The door sensor will be a simple common reed switch, the rest of the sensors I am open to suggestions.

OK, so Steve's thoughts about Zigbee are probably relevant (rather than ZWave). And I'm imagining that the threat levels probably aren't too massive.

I would consider having a local server (maybe a Raspberry Pi) onside running Node-RED and MQTT, possibly Zigbee2MQTT as well if using Zigbee. You might also consider a timeseries DB such as InfluxDB or Postgres's equivalent, that would let you keep local stats just in case needed.

Then low-cost Zigbee door and window sensors along with a Zigbee USB hub for the Pi.

You can also get zigbee temperature/humidity monitors, or - as Dave suggests - build your own using ESP devices - though that will mean adding Wi-Fi to the mix as well.

I've not done anything myself with solar but I know that plenty of people on the forum have so worth doing a trawl through previous threads.

The main thrust of the design would be to direct all relevant information to MQTT locally. What you do next will depend on what connectivity you have to the building. If it has Internet bradband access then things are easy, if 4G, you may want to restrict the amount of data. Either way, the local broker can be configured to sync data to some central point.

You could also (especially relevant for limited bandwidth) get the local Node-RED to output alerts direct to something like Telegram where lots of people could monitor things and maybe then make a more direct connection if something was off.

Tons of other ideas are perfectly possible too. For example, you can control things either via HTTP REST API's (via Node-RED), MQTT/Node-RED or Telegram/Node-RED.

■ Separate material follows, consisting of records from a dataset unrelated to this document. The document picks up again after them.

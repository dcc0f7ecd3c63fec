pub mod catalogue;
pub mod classifier;
pub mod config;
pub mod domains;
pub mod features;
pub mod message;
pub mod scoring;

pub use catalogue::{Catalogue, Indicator, IndicatorCategory, Severity};
pub use classifier::{
    ClassificationResult, ClassificationSummary, Classifier, EmailCategory, ScoreBreakdown,
};
pub use config::{BlendWeights, ClassifierConfig, SeverityWeights, Thresholds};
pub use features::{ExtractedFeatures, FeatureExtractor};
pub use message::ParsedEmail;
pub use scoring::{RuleScorer, ScoreSource, TriggeredIndicator, MAX_SCORE};
use crate::domains;
use crate::message::ParsedEmail;
use serde::Serialize;

const EXPECTED_HEADERS: &[&str] = &["From", "To", "Subject", "Date"];

#[derive(Debug, Clone, Default, Serialize)]
pub struct StructureFeatures {
    pub has_attachments: bool,
    /// Reply-To present and its domain unrelated to the sender domain.
    pub reply_to_mismatch: bool,
    /// How many of From/To/Subject/Date are absent. Informational: a bare
    /// snapshot with no headers should still classify as neutral.
    pub missing_header_count: usize,
    pub has_return_path: bool,
}

pub fn extract(email: &ParsedEmail, sender_domain: &str) -> StructureFeatures {
    let reply_to_mismatch = match email.reply_to.as_deref().and_then(domains::extract_domain) {
        Some(reply_domain) => {
            !sender_domain.is_empty() && !domains::same_or_subdomain(&reply_domain, sender_domain)
        }
        None => false,
    };

    let missing_header_count = EXPECTED_HEADERS
        .iter()
        .filter(|name| super::header_value(&email.headers, name).is_none())
        .count();

    StructureFeatures {
        has_attachments: email.has_attachments,
        reply_to_mismatch,
        missing_header_count,
        has_return_path: super::header_value(&email.headers, "Return-Path").is_some(),
    }
}
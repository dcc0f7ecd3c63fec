use anyhow::{ensure, Context, Result};
use serde::{Deserialize, Serialize};
use std::path::Path;

/// Weight assigned to each indicator severity tier.
#[derive(Debug, Clone, Copy, PartialEq, Eq, Serialize, Deserialize)]
pub struct SeverityWeights {
    pub high: u32,
    pub medium: u32,
    pub low: u32,
}

impl Default for SeverityWeights {
    fn default() -> Self {
        SeverityWeights {
            high: 25,
            medium: 15,
            low: 10,
        }
    }
}

/// Tier cut points over the final score. Boundary values classify into the
/// lower tier: `safe` is the highest safe score, `suspicious` the highest
/// suspicious one.
#[derive(Debug, Clone, Copy, PartialEq, Eq, Serialize, Deserialize)]
pub struct Thresholds {
    pub safe: u8,
    pub suspicious: u8,
}

impl Default for Thresholds {
    fn default() -> Self {
        Thresholds {
            safe: 30,
            suspicious: 70,
        }
    }
}

/// Linear blend of the two sub-scores. Must sum to 1 so the final score
/// stays within [0, 100].
#[derive(Debug, Clone, Copy, PartialEq, Serialize, Deserialize)]
pub struct BlendWeights {
    pub phishing: f64,
    pub spam: f64,
}

impl Default for BlendWeights {
    fn default() -> Self {
        BlendWeights {
            phishing: 0.6,
            spam: 0.4,
        }
    }
}

#[derive(Debug, Clone, Default, Serialize, Deserialize)]
pub struct ClassifierConfig {
    #[serde(default)]
    pub weights: SeverityWeights,
    #[serde(default)]
    pub thresholds: Thresholds,
    #[serde(default)]
    pub blend: BlendWeights,
}

impl ClassifierConfig {
    pub fn load<P: AsRef<Path>>(path: P) -> Result<Self> {
        let path = path.as_ref();
        let content = std::fs::read_to_string(path)
            .with_context(|| format!("Failed to read config file: {}", path.display()))?;
        let config: ClassifierConfig = serde_yaml::from_str(&content)
            .with_context(|| format!("Failed to parse config file: {}", path.display()))?;
        config.validate()?;
        Ok(config)
    }

    /// Reject configurations the engine cannot score sanely under. Runs once
    /// at construction; the engine itself never re-checks.
    pub fn validate(&self) -> Result<()> {
        ensure!(
            self.thresholds.safe < self.thresholds.suspicious,
            "thresholds must be ordered: safe ({}) must be below suspicious ({})",
            self.thresholds.safe,
            self.thresholds.suspicious
        );
        ensure!(
            self.thresholds.suspicious <= 100,
            "suspicious threshold ({}) exceeds the score range",
            self.thresholds.suspicious
        );

        ensure!(
            (20..=25).contains(&self.weights.high),
            "high severity weight ({}) outside the 20-25 band",
            self.weights.high
        );
        ensure!(
            (10..=15).contains(&self.weights.medium),
            "medium severity weight ({}) outside the 10-15 band",
            self.weights.medium
        );
        ensure!(
            (5..=10).contains(&self.weights.low),
            "low severity weight ({}) outside the 5-10 band",
            self.weights.low
        );

        for (name, value) in [("phishing", self.blend.phishing), ("spam", self.blend.spam)] {
            ensure!(
                (0.0..=1.0).contains(&value),
                "{} blend weight ({}) outside [0, 1]",
                name,
                value
            );
        }
        ensure!(
            (self.blend.phishing + self.blend.spam - 1.0).abs() <= 1e-6,
            "blend weights must sum to 1.0 (got {})",
            self.blend.phishing + self.blend.spam
        );

        Ok(())
    }

    /// Write a commented starter config.
    pub fn generate_default<P: AsRef<Path>>(path: P) -> Result<()> {
        let path = path.as_ref();
        std::fs::write(path, DEFAULT_CONFIG_YAML)
            .with_context(|| format!("Failed to write config file: {}", path.display()))?;
        Ok(())
    }
}

const DEFAULT_CONFIG_YAML: &str = r#"# mailtriage configuration
#
# Indicator weight per severity tier. Permitted bands:
#   high 20-25, medium 10-15, low 5-10
weights:
  high: 25
  medium: 15
  low: 10

# Final-score cut points; a boundary value belongs to the lower tier
# (30 is still safe, 70 is still suspicious).
thresholds:
  safe: 30
  suspicious: 70

# Linear blend of the phishing and spam sub-scores. Must sum to 1.
blend:
  phishing: 0.6
  spam: 0.4
"#;

#[cfg(test)]
mod tests {
    use super::*;

    #[test]
    fn test_default_config_is_valid() {
        assert!(ClassifierConfig::default().validate().is_ok());
    }

    #[test]
    fn test_default_yaml_template_round_trips_to_defaults() {
        let parsed: ClassifierConfig = serde_yaml::from_str(DEFAULT_CONFIG_YAML).unwrap();
        assert_eq!(parsed.weights, SeverityWeights::default());
        assert_eq!(parsed.thresholds, Thresholds::default());
        assert_eq!(parsed.blend, BlendWeights::default());
    }

    #[test]
    fn test_partial_yaml_fills_in_defaults() {
        let parsed: ClassifierConfig = serde_yaml::from_str("thresholds:\n  safe: 20\n  suspicious: 60\n").unwrap();
        assert_eq!(parsed.thresholds.safe, 20);
        assert_eq!(parsed.weights, SeverityWeights::default());
        assert!(parsed.validate().is_ok());
    }

    #[test]
    fn test_unordered_thresholds_rejected() {
        let mut config = ClassifierConfig::default();
        config.thresholds = Thresholds {
            safe: 70,
            suspicious: 70,
        };
        assert!(config.validate().is_err());
    }

    #[test]
    fn test_out_of_band_weights_rejected() {
        let mut config = ClassifierConfig::default();
        config.weights.high = 50;
        assert!(config.validate().is_err());

        let mut config = ClassifierConfig::default();
        config.weights.low = 0;
        assert!(config.validate().is_err());
    }

    #[test]
    fn test_blend_must_sum_to_one() {
        let mut config = ClassifierConfig::default();
        config.blend = BlendWeights {
            phishing: 0.8,
            spam: 0.4,
        };
        assert!(config.validate().is_err());

        let mut config = ClassifierConfig::default();
        config.blend = BlendWeights {
            phishing: 1.2,
            spam: -0.2,
        };
        assert!(config.validate().is_err());
    }

    #[test]
    fn test_negative_weight_fails_to_parse() {
        let result: std::result::Result<ClassifierConfig, _> =
            serde_yaml::from_str("weights:\n  high: -5\n  medium: 15\n  low: 10\n");
        assert!(result.is_err());
    }
}
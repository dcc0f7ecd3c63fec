use crate::domains;
use crate::message::ParsedEmail;
use serde::Serialize;
use url::{Host, Url};

const URL_SHORTENERS: &[&str] = &[
    "bit.ly",
    "tinyurl.com",
    "goo.gl",
    "ow.ly",
    "t.co",
    "is.gd",
    "buff.ly",
    "adf.ly",
    "short.link",
];

/// Risk flags for a single URL. An unparseable URL yields the all-false
/// record: it still counts toward `url_count` but carries no signal.
#[derive(Debug, Clone, Default, Serialize)]
pub struct UrlFlags {
    pub raw_ip_host: bool,
    pub shortener: bool,
    pub suspicious_tld: bool,
    /// Host is neither the sender domain nor in a subdomain relation with it.
    pub domain_mismatch: bool,
    /// Mismatched and within typosquatting distance of the sender domain.
    pub lookalike: bool,
}

#[derive(Debug, Clone, Default, Serialize)]
pub struct UrlFeatures {
    pub url_count: usize,
    pub flags: Vec<UrlFlags>,
}

impl UrlFeatures {
    pub fn ip_host_count(&self) -> usize {
        self.flags.iter().filter(|f| f.raw_ip_host).count()
    }

    pub fn shortener_count(&self) -> usize {
        self.flags.iter().filter(|f| f.shortener).count()
    }

    pub fn suspicious_tld_count(&self) -> usize {
        self.flags.iter().filter(|f| f.suspicious_tld).count()
    }

    pub fn mismatch_count(&self) -> usize {
        self.flags.iter().filter(|f| f.domain_mismatch).count()
    }

    pub fn lookalike_count(&self) -> usize {
        self.flags.iter().filter(|f| f.lookalike).count()
    }
}

pub fn extract(email: &ParsedEmail, sender_domain: &str) -> UrlFeatures {
    let flags = email
        .urls
        .iter()
        .map(|raw| flag_url(raw, sender_domain))
        .collect::<Vec<_>>();

    UrlFeatures {
        url_count: email.urls.len(),
        flags,
    }
}

fn flag_url(raw: &str, sender_domain: &str) -> UrlFlags {
    let parsed = match parse_lenient(raw) {
        Some(url) => url,
        None => return UrlFlags::default(),
    };

    match parsed.host() {
        Some(Host::Ipv4(_)) | Some(Host::Ipv6(_)) => UrlFlags {
            raw_ip_host: true,
            ..Default::default()
        },
        Some(Host::Domain(host)) => {
            let host = domains::canonicalize(host);
            let suspicious_tld = domains::tld(&host)
                .map(|tld| super::SUSPICIOUS_TLDS.contains(&tld.as_str()))
                .unwrap_or(false);
            let domain_mismatch =
                !sender_domain.is_empty() && !domains::same_or_subdomain(&host, sender_domain);
            UrlFlags {
                raw_ip_host: false,
                shortener: domains::matches_domain_list(&host, URL_SHORTENERS),
                suspicious_tld,
                domain_mismatch,
                lookalike: domain_mismatch && domains::lookalike(&host, sender_domain),
            }
        }
        None => UrlFlags::default(),
    }
}

/// Parsers upstream are inconsistent about schemes; retry bare hosts as http.
/// Only the missing-scheme failure is retried: re-prefixing input that
/// already carries a scheme would parse that scheme as the host.
fn parse_lenient(raw: &str) -> Option<Url> {
    let trimmed = raw.trim();
    if trimmed.is_empty() {
        return None;
    }
    match Url::parse(trimmed) {
        Ok(url) => Some(url),
        Err(url::ParseError::RelativeUrlWithoutBase) => {
            Url::parse(&format!("http://{}", trimmed)).ok()
        }
        Err(_) => None,
    }
}

#[cfg(test)]
mod tests {
    use super::*;

    fn email_with_urls(urls: &[&str], sender_domain: &str) -> (ParsedEmail, String) {
        let email = ParsedEmail {
            urls: urls.iter().map(|u| u.to_string()).collect(),
            ..Default::default()
        };
        (email, sender_domain.to_string())
    }

    #[test]
    fn test_ip_host_flag() {
        let (email, sender) = email_with_urls(&["http://192.168.10.5/login"], "example.com");
        let features = extract(&email, &sender);
        assert_eq!(features.ip_host_count(), 1);
        // IP hosts are not double-flagged as domain mismatches.
        assert_eq!(features.mismatch_count(), 0);
    }

    #[test]
    fn test_shortener_flag_covers_subdomains() {
        let (email, sender) = email_with_urls(&["https://bit.ly/x", "https://go.bit.ly/y"], "");
        let features = extract(&email, &sender);
        assert_eq!(features.shortener_count(), 2);
    }

    #[test]
    fn test_suspicious_tld_flag() {
        let (email, sender) = email_with_urls(&["http://win-big.xyz/claim"], "example.com");
        let features = extract(&email, &sender);
        assert_eq!(features.suspicious_tld_count(), 1);
    }

    #[test]
    fn test_mismatch_skipped_without_sender_domain() {
        let (email, sender) = email_with_urls(&["http://anywhere.org/x"], "");
        let features = extract(&email, &sender);
        assert_eq!(features.mismatch_count(), 0);
    }

    #[test]
    fn test_same_and_subdomain_urls_do_not_mismatch() {
        let (email, sender) = email_with_urls(
            &["https://example.com/a", "https://cdn.example.com/b"],
            "example.com",
        );
        let features = extract(&email, &sender);
        assert_eq!(features.mismatch_count(), 0);
    }

    #[test]
    fn test_lookalike_requires_similarity() {
        let (email, sender) =
            email_with_urls(&["http://paypa1.com/secure", "http://evil.org/x"], "paypal.com");
        let features = extract(&email, &sender);
        assert_eq!(features.mismatch_count(), 2);
        assert_eq!(features.lookalike_count(), 1);
    }

    #[test]
    fn test_schemeless_url_is_parsed() {
        let (email, sender) = email_with_urls(&["deals.tk/offer"], "example.com");
        let features = extract(&email, &sender);
        assert_eq!(features.suspicious_tld_count(), 1);
    }

    #[test]
    fn test_garbage_url_is_neutral_but_counted() {
        // Both carry a scheme and fail to parse (space in the host, empty
        // host). The bare-host retry must not kick in and hand back a URL
        // whose host is the original scheme.
        let (email, sender) =
            email_with_urls(&["http://bad host/url", "http://"], "example.com");
        let features = extract(&email, &sender);
        assert_eq!(features.url_count, 2);
        assert_eq!(features.mismatch_count(), 0);
        assert_eq!(features.suspicious_tld_count(), 0);
        assert_eq!(features.shortener_count(), 0);
    }
}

You will need to wire that up to an MCP device that either connects direct to Node-RED or via network to MQTT. Either is fine.

I assume then you currently have nothing.

In which case, my recommendation would be to go with zigbee devices for ease / off-the-shelf convenience.

They are cheap, require no coding or wiring, and (important for some) dont rely on cloud services.

e.g. Smart Home Automation Products - SONOFF Official - you can pick these up for ~ÂŁ10 each

You need some sort of server to run Node-red.
It could be a WIndows PC but preferably a Linux machine.
It does not need to be powerful, and you will probably manage it remotely so no need for monitor, keyboard & mouse.

In the past I have recommended a Raspberry Pi but you need a power supply, case, micro Sd card or SSD and cooling fan.
You can almost certainly get a higher spec mini PC, a much more professional package for the same price or less, and install Linux on it.
If however your solar power is a limiting factor, a Pi has lower consumption.
Do you have a UPS?

Not sure, but I have a feeling the Repeater Site is a remote site that is not manned all the time.
If so, all it needs to do is capture the readings and send them to some central place.

I am assuming the Repeater Site has WiFi access to the Internet.

Another option is setting-up a Free-Tier account on the Oracle Cloud and installing Node-RED and Mosquitto on it (which would mean no-hardware would be needed) and club-members could login and monitor "things" using a web browser on their PC, laptop, tablet or mobile phone.

That's what I assumed too - which implies a requirement for a resilient system: hardware watchdog, read-only filesystem maybe. A Pi can provide these, don't know about the PC option.

If zigbee sensors are used, won't they still need some device to gather the messages and forward by MQTT?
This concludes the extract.